Reputation: 17
I want to make a page that have a form with category and names, and I should retrieve the names from the databases. I've asked this question before, now I modified my code and the result says that "Query was empty". I don't know why it says like that. Here is all my page code.
<html>
<head>
<title>Assign Examiner</title>
</head>
<body>
<?php include('../include/dbconnect.php');
$names=$_POST['user'];
$exp = $_POST['expert'];
$mysql_i=mysql_query("SELECT name FROM user WHERE expert='".$exp."'");
$mysql_res = mysql_query($mysql_i) or die(mysql_error());
mysql_close();
?>
<form name="examiner" action="" method="post">
<table align="center" width="50%" border="1">
<tr>
<td>Category :</td>
<td><select name="expertise"><option value="multimedia">Multimedia
<option value="security">Security & Networking
<option value="mobile">Android Mobile
<option value="web">Web Development
</option></option</option></option>
</select>
</td>
</tr>
<tr>
<td>Name :</td>
<td><select name="exam"><option value="<?php echo $mysql_i;?>">PLEASE CHOOSE</option></select></td>
</tr>
</body>
</html>
Upvotes: 0
Views: 78
Reputation: 360702
You are calling mysql_query()
function twice, which is incorrect. The code should be more like
$mysql_i = mysql_query("SELECT name FROM user WHERE expert='".$exp."'");
$actual_data = mysql_fetch_assoc($mysql_i);
echo $actual_data['some_table_field'];
mysql_query()
returns a statement handle (or boolean false
- on failure). That handle is then used in the various fetch()
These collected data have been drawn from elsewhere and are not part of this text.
// SPDX-License-Identifier: MIT OR Apache-2.0
// Copyright (c) 2026 Richard Majewski - Varanid Works

//! Host process-table inspection over `/proc`.
//!
//! Used for two advisory features: detecting that a `create` came from a
//! touch-family tool working inside the mount, and listing processes that
//! would block an unmount. Both are best-effort; unreadable entries are
//! skipped.

use std::path::{Path, PathBuf};

const TOUCH_COMMANDS: [&str; 2] = ["touch", "touchfs"];

#[derive(Debug, Clone)]
pub struct ProcessInfo {
    pub pid: i32,
    pub name: String,
    pub cwd: Option<PathBuf>,
}

fn read_processes() -> Vec<ProcessInfo> {
    let Ok(entries) = std::fs::read_dir("/proc") else {
        return Vec::new();
    };
    let mut out = Vec::new();
    for entry in entries.flatten() {
        let file_name = entry.file_name();
        let Ok(pid) = file_name.to_string_lossy().parse::<i32>() else {
            continue;
        };
        let base = entry.path();
        let Ok(name) = std::fs::read_to_string(base.join("comm")) else {
            continue;
        };
        let cwd = std::fs::read_link(base.join("cwd")).ok();
        out.push(ProcessInfo {
            pid,
            name: name.trim().to_string(),
            cwd,
        });
    }
    out
}

fn is_under(path: &Path, root: &Path) -> bool {
    path.starts_with(root)
}

/// Working directory of a touch-family process currently inside the mount,
/// if one exists. Advisory: a racing touch may be gone by the time the
/// kernel delivers the create.
pub fn touch_cwd_under(mount_point: &Path) -> Option<PathBuf> {
    read_processes()
        .into_iter()
        .filter(|p| TOUCH_COMMANDS.contains(&p.name.as_str()))
        .filter_map(|p| p.cwd)
        .find(|cwd| is_under(cwd, mount_point))
}

/// Processes whose cwd or open files live under `root`. Excludes the caller
/// so a `touchfs umount` run from outside the mount never reports itself.
pub fn processes_using(root: &Path) -> Vec<ProcessInfo> {
    let own_pid = std::process::id() as i32;
    let mut out = Vec::new();
    for proc in read_processes() {
        if proc.pid == own_pid {
            continue;
        }
        let in_cwd = proc
            .cwd
            .as_deref()
            .map(|cwd| is_under(cwd, root))
            .unwrap_or(false);
        if in_cwd || has_open_file_under(proc.pid, root) {
            out.push(proc);
        }
    }
    out
}

fn has_open_file_under(pid: i32, root: &Path) -> bool {
    let fd_dir = PathBuf::from(format!("/proc/{pid}/fd"));
    let Ok(entries) = std::fs::read_dir(fd_dir) else {
        return false;
    };
    entries
        .flatten()
        .filter_map(|e| std::fs::read_link(e.path()).ok())
        .any(|target| is_under(&target, root))
}

#[cfg(test)]
mod tests {
    use super::*;

    #[test]
    fn nothing_uses_a_fresh_directory() {
        let dir = tempfile::tempdir().unwrap();
        assert!(processes_using(dir.path()).is_empty());
        assert!(touch_cwd_under(dir.path()).is_none());
    }

    #[test]
    fn process_scan_sees_this_process() {
        let own_pid = std::process::id() as i32;
        assert!(read_processes().iter().any(|p| p.pid == own_pid));
    }
}
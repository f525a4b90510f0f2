// SPDX-License-Identifier: MIT OR Apache-2.0
// Copyright (c) 2026 Richard Majewski - Varanid Works

//! `/.touchfs/prompt.default`: reads back the global prompt and updates it
//! on write. Accepts raw text or `{"prompt": ...}`.

use anyhow::Result;

use touchfs_store::{Content, Node};

use crate::{owns_by_xattr, proc_overlay_file, proc_path, Generated, OverlayNode, Plugin, PluginEnv};

pub struct PromptPlugin;

impl Plugin for PromptPlugin {
    fn name(&self) -> &'static str {
        "prompt"
    }

    fn can_handle(&self, path: &str, node: &Node) -> bool {
        path == proc_path("prompt.default") || owns_by_xattr(node, "prompt")
    }

    fn overlay_nodes(&self) -> Vec<OverlayNode> {
        vec![proc_overlay_file("prompt.default", "prompt")]
    }

    fn generate(&self, _env: &PluginEnv<'_>, _path: &str, node: &Node) -> Result<Generated> {
        if let Some(Content::Text(body)) = node.content() {
            if let Some(prompt) = parse_prompt(body) {
                touchfs_config::set_global_prompt(&prompt);
            }
        }
        Ok(Generated::Text(format!("{}\n", touchfs_config::global_prompt())))
    }
}

fn parse_prompt(body: &str) -> Option<String> {
    let trimmed = body.trim();
    if trimmed.is_empty() {
        return None;
    }
    if trimmed.starts_with('{') {
        if let Ok(value) = serde_json::from_str::<serde_json::Value>(trimmed) {
            return value
                .get("prompt")
                .and_then(|p| p.as_str())
                .map(|p| p.trim().to_string());
        }
    }
    Some(trimmed.to_string())
}

#[cfg(test)]
mod tests {
    use super::*;

    #[test]
    fn accepts_raw_and_json_forms() {
        assert_eq!(parse_prompt("write tests"), Some("write tests".to_string()));
        assert_eq!(
            parse_prompt(r#"{"prompt": "be terse"}"#),
            Some("be terse".to_string())
        );
        assert_eq!(parse_prompt(""), None);
    }
}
and other related metadata functions.
Also note that you are vulnerable to SQL injection attacks. Do NOT use this code until you've learned how to avoid them.
Upvotes: 1
Reputation: 10732
The first problem is that you're using user-entered data in your query. You should look at moving to mysqli_ or PDO instead - they both help you write code that is safer. If you can't switch, then you need to sanitise the input to make sure that it doesn't do anything nasty to your code
The second problem is this:
$mysql_i=mysql_query("SELECT name FROM user WHERE expert='".$exp."'");
$mysql_res = mysql_query($mysql_i) or die(mysql_error());
You're calling mysql_query twice, and the second time, you're passing in the results of the first query. That's not going to do anything. All you need is:
$exp = mysql_real_escape_string($exp); // sanitise your input!!!!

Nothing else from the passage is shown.